I have one particularly wise friend in this group.  She'll tell you that she's not wise at all -- she'll probably say that she's a mediocre homeschooler and that she's barely making it through the day.  You'll see that she has four kids ranging from 2 to some-age-my-kids-aren't-at-so-I-can't-identify, and you'll want to believe that this is true (because you only have 2 kids and you're barely making it through the day). But then she opens her mouth to talk, and you realize that she's so much more than she lets on.

After I threw up my panicked Homeschooling-is-Killing-My-Daughter's-Soul speech on her, she sort of smiled at me (the way you smile at someone who isn't very smart) and said simply, "You didn't choose to homeschool in a panic, so don't choose not to in a panic."

I saw my entire life flash before my eyes.  A lifetime full of making slow, prayerful choices followed by sudden scared (prayerless) retreats.  A lifetime of second guessing myself, not because the situation called for it, but just because I could.

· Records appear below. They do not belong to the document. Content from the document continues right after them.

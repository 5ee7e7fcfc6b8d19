use std::fs;
use std::io::{self, Write};
use std::path::{Path, PathBuf};

use agent_logging::agent_info;
use tempfile::NamedTempFile;
use thiserror::Error;

use crate::filename::sanitize_file_name;

#[derive(Debug, Error)]
pub enum PersistError {
    #[error("export directory missing or not writable: {0}")]
    ExportDir(String),
    #[error("io error: {0}")]
    Io(#[from] io::Error),
}

/// Writes generated scripts into a directory, one file per test case.
#[derive(Debug, Clone)]
pub struct ScriptExporter {
    dir: PathBuf,
}

impl ScriptExporter {
    pub fn new(dir: PathBuf) -> Self {
        Self { dir }
    }

    /// Writes `code` verbatim to `{dir}/{file_name}` through a temp file and
    /// rename, replacing any earlier export of the same name.
    pub fn export(&self, file_name: &str, code: &str) -> Result<PathBuf, PersistError> {
        prepare_dir(&self.dir)?;

        let target = self.dir.join(sanitize_file_name(file_name));
        let mut tmp = NamedTempFile::new_in(&self.dir)?;
        tmp.write_all(code.as_bytes())?;
        tmp.flush()?;
        tmp.as_file_mut().sync_all()?;

        if target.exists() {
            fs::remove_file(&target)?;
        }
        tmp.persist(&target).map_err(|e| PersistError::Io(e.error))?;
        agent_info!("Exported script to {:?} ({} bytes)", target, code.len());
        Ok(target)
    }
}

fn prepare_dir(dir: &Path) -> Result<(), PersistError> {
    match fs::metadata(dir) {
        Ok(meta) if meta.is_dir() => Ok(()),
        Ok(_) => Err(PersistError::ExportDir(format!(
            "{} is not a directory",
            dir.display()
        ))),
        Err(err) if err.kind() == io::ErrorKind::NotFound => {
            fs::create_dir_all(dir).map_err(|e| PersistError::ExportDir(e.to_string()))
        }
        Err(err) => Err(PersistError::ExportDir(err.to_string())),
    }
}
mod config;
mod platform;

use clap::Parser;

use crate::config::{AppConfig, Args};

fn main() -> anyhow::Result<()> {
    let args = Args::parse();
    let config = AppConfig::resolve(&args)?;
    platform::run_app(config)
}
/// Windows-safe file name for an exported script. Characters that are not
/// allowed in file names are replaced by `_`, a reserved device stem gets a
/// `_` suffix, and an empty result falls back to `script`.
pub fn sanitize_file_name(input: &str) -> String {
    let cleaned: String = input
        .chars()
        .map(|c| if is_forbidden(c) { '_' } else { c })
        .collect();
    let mut name = cleaned.trim_matches(&[' ', '.'][..]).to_string();
    if name.is_empty() {
        name = "script".to_string();
    }
    if name.chars().count() > MAX_NAME_CHARS {
        name = name.chars().take(MAX_NAME_CHARS).collect();
    }

    let (stem, extension) = match name.rfind('.') {
        Some(idx) if idx > 0 => name.split_at(idx),
        _ => (name.as_str(), ""),
    };
    if is_reserved_windows_name(stem) {
        return format!("{stem}_{extension}");
    }
    name
}

const MAX_NAME_CHARS: usize = 120;

fn is_forbidden(c: char) -> bool {
    matches!(c,
        '\\' | '/' | ':' | '*' | '?' | '"' | '<' | '>' | '|' | '\0'..='\u{1F}'
    )
}

fn is_reserved_windows_name(name: &str) -> bool {
    const RESERVED: &[&str] = &[
        "CON", "PRN", "AUX", "NUL", "COM1", "COM2", "COM3", "COM4", "COM5", "COM6", "COM7", "COM8",
        "COM9", "LPT1", "LPT2", "LPT3", "LPT4", "LPT5", "LPT6", "LPT7", "LPT8", "LPT9",
    ];
    RESERVED.iter().any(|r| r.eq_ignore_ascii_case(name))
}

I teach 3 and 4 year old "Bible Story Time" at my church.  Last week's lesson was about Adam and Eve and making Good Choices.  In fact, according to the curriculum I was given, God "knows exactly what we should do no matter what choice we have to make."  While this is probably true enough for preschoolers, whose choices generally center around whether or not to obey their parents, hit their brother, or bite that kid at the park, I'm not entirely sure that it's true for mothers all -- or even most -- of the time.

Most of the decisions we make as parents aren't black-and-white moral ones.  We aren't deciding whether to feed our kids, but what to feed them.  We aren't deciding whether to love our kids, but how to love them. We aren't deciding whether to educate our kids, but where to educate them.  We're researching, weighing, praying about, and ultimately choosing between several morally-acceptable choices.

Maybe, in these situations, God is interested less in what we choose and more in whether we live that choice out to His glory.

And I'm not entirely sure that panic glorifies God.

As a sidenote, Grace has suggested that we abandon homeschooling, don't enroll her in "school-school," and instead just take a constant string of vacations.  I'm considering it (not really...we're still homeschooling, because I couldn't stand the idea of rescheduling our September vacation...).


Sunday, July 14, 2013

Anger Management

I'm not competitive.  A perfectionist, maybe, but I've never been one to obsess over winning and losing.  (For the record, I also don't really care "how you play the game," as long as it involves wine and dessert.)

My husband, on the other hand, cares whether he wins or loses and, in addition, he seems to care very much how everyone is playing the game.  When we were dating, we'd play volleyball and he'd tell me how you have to "sacrifice your body" in order to win.  You know, "sacrifice your body" while you're standing in a sand pit with your closest friends, trying to hit a ball over a net, because this is a Thing People Do.

In the world of winning and losing, my sweet Grace is her father's daughter -- but worse, because she doesn't have 30-some-odd years of practicing self control.  Everything her dad thinks inside, Grace thinks the same thing but also yells it.

The authors of our math curriculum thought that playing a game at the end of each lesson would be a light-hearted, fun way to reinforce the concepts.  They probably envisioned a family in front of a roaring fire, with hot cocoa, chuckling to themselves about how much fun addition can really be.  I'm not going to lie -- that's sort of how I envisioned it, too.  But let me tell you, it's too hot in Austin for a fire or hot cocoa, and at the Bertram house, these math games are no laughing matter.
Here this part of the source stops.